Playgrounds, pools and parks: L3RP helps strengthen communities
Engagement program includes initial $580,000 round of community grants in Alberta, Saskatchewan
New playgrounds, basketball courts, and swimming pools.
“Smart lighting” for the community hall.
A much-needed upgrade for aging sewer infrastructure.
Campground wifi. Defibrillators and digital radios. Laptops for kids’ literacy.
Enbridge’s pipeline system doesn’t just run through communities. It connects them. And as part of the recent kickoff to Canadian construction activities for Enbridge’s Line 3 Replacement Program (L3RP), we’re making significant investments in those communities.
Over the next three weeks, in towns and cities across Alberta and Saskatchewan, we’ll be helping to fuel people’s quality of life by presenting grants that support community-strengthening initiatives. Collectively, these 24 donations will total about $580,000.
“Enbridge has always been approachable, especially here at the local level. They get involved,” says Anita Miller, mayor of Hardisty, Alberta. “They have people who live here, and work here, and play here.”
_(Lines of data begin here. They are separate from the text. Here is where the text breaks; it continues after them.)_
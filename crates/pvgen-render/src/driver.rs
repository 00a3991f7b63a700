//! Execution driver: scratch materialization, renderer invocation, artifact
//! publication and cleanup.

use std::path::{Path, PathBuf};
use std::time::Duration;

use tempfile::{Builder, NamedTempFile, TempDir};
use tracing::{debug, info, warn};

use pvgen_models::JobId;

use crate::artifact::{find_artifact, publish_copy};
use crate::command::{RenderCommand, RenderOutput, RenderRunner};
use crate::error::{RenderError, RenderResult};
use crate::normalize::ENTRY_SCENE;

/// Renderer configuration.
#[derive(Debug, Clone)]
pub struct RenderConfig {
    /// Renderer executable
    pub renderer_bin: String,
    /// Leading arguments for the executable
    pub renderer_args: Vec<String>,
    /// Output container format (also the artifact extension)
    pub output_format: String,
    /// Resolution as `width,height`
    pub resolution: String,
    /// Frames per second
    pub frame_rate: u32,
    /// Renderer log verbosity
    pub verbosity: String,
    /// Hard wall-clock bound per render
    pub timeout: Duration,
    /// Root for per-job scratch files
    pub scratch_dir: PathBuf,
    /// Stable location for published artifacts
    pub videos_dir: PathBuf,
}

impl Default for RenderConfig {
    fn default() -> Self {
        Self {
            renderer_bin: "manim".to_string(),
            renderer_args: Vec::new(),
            output_format: "mp4".to_string(),
            resolution: "720,480".to_string(),
            frame_rate: 30,
            verbosity: "WARNING".to_string(),
            timeout: Duration::from_secs(300), // 5 minutes
            scratch_dir: std::env::temp_dir(),
            videos_dir: PathBuf::from("/app/videos"),
        }
    }
}

impl RenderConfig {
    /// Create config from environment variables.
    ///
    /// `RENDERER_BIN` may carry leading arguments, e.g. `python3 -m manim`.
    pub fn from_env() -> Self {
        let defaults = Self::default();

        let mut renderer = std::env::var("RENDERER_BIN")
            .ok()
            .map(|s| s.split_whitespace().map(str::to_string).collect::<Vec<_>>())
            .filter(|parts| !parts.is_empty())
            .unwrap_or_else(|| vec![defaults.renderer_bin.clone()]);
        let renderer_bin = renderer.remove(0);

        Self {
            renderer_bin,
            renderer_args: renderer,
            output_format: defaults.output_format,
            resolution: std::env::var("RENDER_RESOLUTION").unwrap_or(defaults.resolution),
            frame_rate: std::env::var("RENDER_FRAME_RATE")
                .ok()
                .and_then(|s| s.parse().ok())
                .unwrap_or(defaults.frame_rate),
            verbosity: defaults.verbosity,
            timeout: Duration::from_secs(
                std::env::var("RENDER_TIMEOUT_SECS")
                    .ok()
                    .and_then(|s| s.parse().ok())
                    .unwrap_or(300),
            ),
            scratch_dir: std::env::var("WORKER_SCRATCH_DIR")
                .map(PathBuf::from)
                .unwrap_or(defaults.scratch_dir),
            videos_dir: std::env::var("VIDEOS_DIR")
                .map(PathBuf::from)
                .unwrap_or(defaults.videos_dir),
        }
    }
}

/// Scratch resources owned by one execution attempt.
///
/// Both the script file and the output directory carry a random suffix, so
/// no two attempts share a path even for the same job id. [`cleanup`] removes
/// both and logs failures; dropping without calling it still removes them.
///
/// [`cleanup`]: ScratchSpace::cleanup
#[derive(Debug)]
pub struct ScratchSpace {
    script: Option<NamedTempFile>,
    output: Option<TempDir>,
    script_path: PathBuf,
    output_dir: PathBuf,
}

impl ScratchSpace {
    /// Path of the materialized script.
    pub fn script_path(&self) -> &Path {
        &self.script_path
    }

    /// Directory the renderer writes into.
    pub fn output_dir(&self) -> &Path {
        &self.output_dir
    }

    /// Delete the script file and the output directory tree.
    pub fn cleanup(mut self) {
        if let Some(script) = self.script.take() {
            if let Err(e) = script.close() {
                warn!("Failed to remove scratch script {}: {}", self.script_path.display(), e);
            }
        }
        if let Some(output) = self.output.take() {
            if let Err(e) = output.close() {
                warn!("Failed to remove scratch dir {}: {}", self.output_dir.display(), e);
            }
        }
        debug!("Cleaned up scratch space {}", self.output_dir.display());
    }
}

/// Drives the external renderer for one job at a time.
#[derive(Debug, Clone)]
pub struct ExecutionDriver {
    config: RenderConfig,
}

impl ExecutionDriver {
    pub fn new(config: RenderConfig) -> Self {
        Self { config }
    }

    pub fn config(&self) -> &RenderConfig {
        &self.config
    }

    /// Stable, job-keyed location of the published artifact.
    pub fn final_path(&self, job_id: &JobId) -> PathBuf {
        self.config
            .videos_dir
            .join(format!("{}.{}", job_id, self.config.output_format))
    }

    /// Write the script to a fresh file and create a fresh output directory.
    pub async fn prepare(&self, job_id: &JobId, script: &str) -> RenderResult<ScratchSpace> {
        tokio::fs::create_dir_all(&self.config.scratch_dir).await?;
        let prefix = format!("pvgen_{}_", job_id);

        let script_file = Builder::new()
            .prefix(&prefix)
            .suffix(".py")
            .tempfile_in(&self.config.scratch_dir)?;
        let script_path = script_file.path().to_path_buf();
        tokio::fs::write(&script_path, script).await?;

        // On error the script file is removed when `script_file` drops
        let output = Builder::new().prefix(&prefix).tempdir_in(&self.config.scratch_dir)?;
        let output_dir = output.path().to_path_buf();

        debug!(
            job_id = %job_id,
            "Materialized script {} with output dir {}",
            script_path.display(),
            output_dir.display()
        );

        Ok(ScratchSpace {
            script: Some(script_file),
            output: Some(output),
            script_path,
            output_dir,
        })
    }

    /// Command line for rendering a prepared scratch space.
    pub fn command(&self, scratch: &ScratchSpace) -> RenderCommand {
        let cmd = RenderCommand::new(scratch.script_path(), ENTRY_SCENE, scratch.output_dir())
            .program(self.config.renderer_bin.clone())
            .format(self.config.output_format.clone())
            .resolution(self.config.resolution.clone())
            .frame_rate(self.config.frame_rate)
            .disable_caching(true)
            .verbosity(self.config.verbosity.clone());

        self.config
            .renderer_args
            .iter()
            .fold(cmd, |cmd, arg| cmd.program_arg(arg.clone()))
    }

    /// Run the renderer against a prepared scratch space.
    pub async fn render(&self, scratch: &ScratchSpace) -> RenderResult<RenderOutput> {
        let runner = RenderRunner::new().with_timeout(self.config.timeout);
        let output = runner.run(&self.command(scratch)).await?;

        if !output.stdout.trim().is_empty() {
            debug!("Renderer stdout: {}", output.stdout.trim());
        }
        Ok(output)
    }

    /// Locate the rendered file and copy it to the job's final location.
    pub async fn publish(&self, scratch: &ScratchSpace, job_id: &JobId) -> RenderResult<PathBuf> {
        let search_dir = scratch.output_dir().to_path_buf();
        let extension = self.config.output_format.clone();
        let found = tokio::task::spawn_blocking(move || find_artifact(&search_dir, &extension))
            .await
            .map_err(|e| RenderError::internal(format!("artifact search task failed: {}", e)))??;

        let Some(artifact) = found else {
            return Err(RenderError::NoArtifactFound(scratch.output_dir().to_path_buf()));
        };

        let final_path = self.final_path(job_id);
        let size = publish_copy(&artifact, &final_path).await?;
        info!(
            job_id = %job_id,
            "Published {} ({} bytes) to {}",
            artifact.display(),
            size,
            final_path.display()
        );
        Ok(final_path)
    }

    /// Full contract: prepare, render, publish, with unconditional cleanup.
    pub async fn execute(&self, job_id: &JobId, script: &str) -> RenderResult<PathBuf> {
        let scratch = self.prepare(job_id, script).await?;

        let result = match self.render(&scratch).await {
            Ok(_) => self.publish(&scratch, job_id).await,
            Err(e) => Err(e),
        };

        scratch.cleanup();
        result
    }
}

#[cfg(test)]
mod tests {
    use super::*;
    use tempfile::TempDir;

    struct Fixture {
        _root: TempDir,
        scratch: PathBuf,
        videos: PathBuf,
        stub: PathBuf,
    }

    impl Fixture {
        fn new() -> Self {
            let root = TempDir::new().unwrap();
            let scratch = root.path().join("scratch");
            let videos = root.path().join("videos");
            let stub = root.path().join("fake-manim.sh");
            Self {
                scratch,
                videos,
                stub,
                _root: root,
            }
        }

        /// Driver whose renderer is `sh <stub>`; `$1` is the script,
        /// `$4` is `--media_dir=<dir>`.
        fn driver(&self, body: &str, timeout: Duration) -> ExecutionDriver {
            let script = format!("media=\"${{4#--media_dir=}}\"\n{}\n", body);
            std::fs::write(&self.stub, script).unwrap();

            ExecutionDriver::new(RenderConfig {
                renderer_bin: "sh".to_string(),
                renderer_args: vec![self.stub.to_string_lossy().to_string()],
                timeout,
                scratch_dir: self.scratch.clone(),
                videos_dir: self.videos.clone(),
                ..Default::default()
            })
        }

        fn scratch_is_empty(&self) -> bool {
            std::fs::read_dir(&self.scratch)
                .map(|mut entries| entries.next().is_none())
                .unwrap_or(true)
        }
    }

    const WRITES_MOVIE: &str = "mkdir -p \"$media/videos/s/480p30\" && printf 'frames' > \"$media/videos/s/480p30/GeneratedScene.mp4\"";

    #[test]
    fn test_final_path() {
        let driver = ExecutionDriver::new(RenderConfig {
            videos_dir: PathBuf::from("/srv/videos"),
            ..Default::default()
        });
        assert_eq!(
            driver.final_path(&JobId::from("job-1")),
            PathBuf::from("/srv/videos/job-1.mp4")
        );
    }

    #[test]
    fn test_command_uses_entry_scene() {
        let fx = Fixture::new();
        let driver = fx.driver("true", Duration::from_secs(5));
        let scratch = ScratchSpace {
            script: None,
            output: None,
            script_path: PathBuf::from("/s/x.py"),
            output_dir: PathBuf::from("/s/out"),
        };
        let args = driver.command(&scratch).build_args();
        assert_eq!(args[1], "/s/x.py");
        assert_eq!(args[2], "GeneratedScene");
        assert_eq!(args[4], "--media_dir=/s/out");
    }

    #[tokio::test]
    async fn test_prepare_isolates_jobs() {
        let fx = Fixture::new();
        let driver = fx.driver("true", Duration::from_secs(5));

        let a = driver.prepare(&JobId::from("a"), "print('a')").await.unwrap();
        let b = driver.prepare(&JobId::from("b"), "print('b')").await.unwrap();
        let a2 = driver.prepare(&JobId::from("a"), "print('a')").await.unwrap();

        assert_ne!(a.output_dir(), b.output_dir());
        assert_ne!(a.output_dir(), a2.output_dir());
        assert_ne!(a.script_path(), a2.script_path());
        assert!(!a.output_dir().starts_with(b.output_dir()));
        assert!(!b.output_dir().starts_with(a.output_dir()));
        assert_eq!(std::fs::read_to_string(a.script_path()).unwrap(), "print('a')");

        let paths = [a.script_path().to_path_buf(), a.output_dir().to_path_buf()];
        a.cleanup();
        b.cleanup();
        drop(a2);
        assert!(paths.iter().all(|p| !p.exists()));
        assert!(fx.scratch_is_empty());
    }

    #[tokio::test]
    async fn test_execute_success() {
        let fx = Fixture::new();
        let driver = fx.driver(WRITES_MOVIE, Duration::from_secs(10));

        let path = driver.execute(&JobId::from("job-ok"), "print('x')").await.unwrap();
        assert_eq!(path, fx.videos.join("job-ok.mp4"));
        assert_eq!(std::fs::read(&path).unwrap(), b"frames");
        assert!(fx.scratch_is_empty());
    }

    #[tokio::test]
    async fn test_execute_no_artifact() {
        let fx = Fixture::new();
        let driver = fx.driver("echo rendered nothing", Duration::from_secs(10));

        let err = driver.execute(&JobId::from("job-none"), "x").await.unwrap_err();
        assert!(matches!(err, RenderError::NoArtifactFound(_)));
        assert!(err.to_string().contains("no artifact found"));
        assert!(fx.scratch_is_empty());
        assert!(!fx.videos.join("job-none.mp4").exists());
    }

    #[tokio::test]
    async fn test_execute_empty_artifact() {
        let fx = Fixture::new();
        let driver = fx.driver(": > \"$media/GeneratedScene.mp4\"", Duration::from_secs(10));

        let err = driver.execute(&JobId::from("job-empty"), "x").await.unwrap_err();
        assert!(matches!(err, RenderError::EmptyArtifact(_)));
        assert!(fx.scratch_is_empty());
    }

    #[tokio::test]
    async fn test_execute_non_zero_exit() {
        let fx = Fixture::new();
        let driver = fx.driver("echo 'SyntaxError: bad' >&2; exit 1", Duration::from_secs(10));

        let err = driver.execute(&JobId::from("job-bad"), "x").await.unwrap_err();
        assert!(err.to_string().contains("SyntaxError"));
        assert!(fx.scratch_is_empty());
    }

    #[tokio::test]
    async fn test_execute_timeout() {
        let fx = Fixture::new();
        let driver = fx.driver("exec sleep 30", Duration::from_millis(300));

        let err = driver.execute(&JobId::from("job-slow"), "x").await.unwrap_err();
        assert!(matches!(err, RenderError::Timeout(_)));
        assert!(fx.scratch_is_empty());
    }
}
Spanning across three provinces—a distance of about 1,660 kilometres from Hardisty to Gretna, Manitoba—the $5.3-billion Canadian portion of the L3RP will:
- Create an estimated 24,493 temporary full-time equivalent jobs;
- Generate more than $514 million in tax revenue; and
- Contribute more than $2.8 billion to the national Gross Domestic Product (GDP).
And during the construction phase of this project, more than $3 million will be invested in community-focused initiatives in 2017 and 2018 in towns across Canada—initiatives that include training and equipment for fire departments; upgrades to skating rinks; and new flooring, roofs and windows for community halls across the Canadian prairie.
“We view Enbridge as a major corporate citizen and a responsible corporate citizen,” says Tyler Lawrason, the Chief Administrative Officer for the Municipal District of Provost, Alberta. “We’ve been consistently impressed at the ways in which they engage with not only the local government, but with the population as a whole.”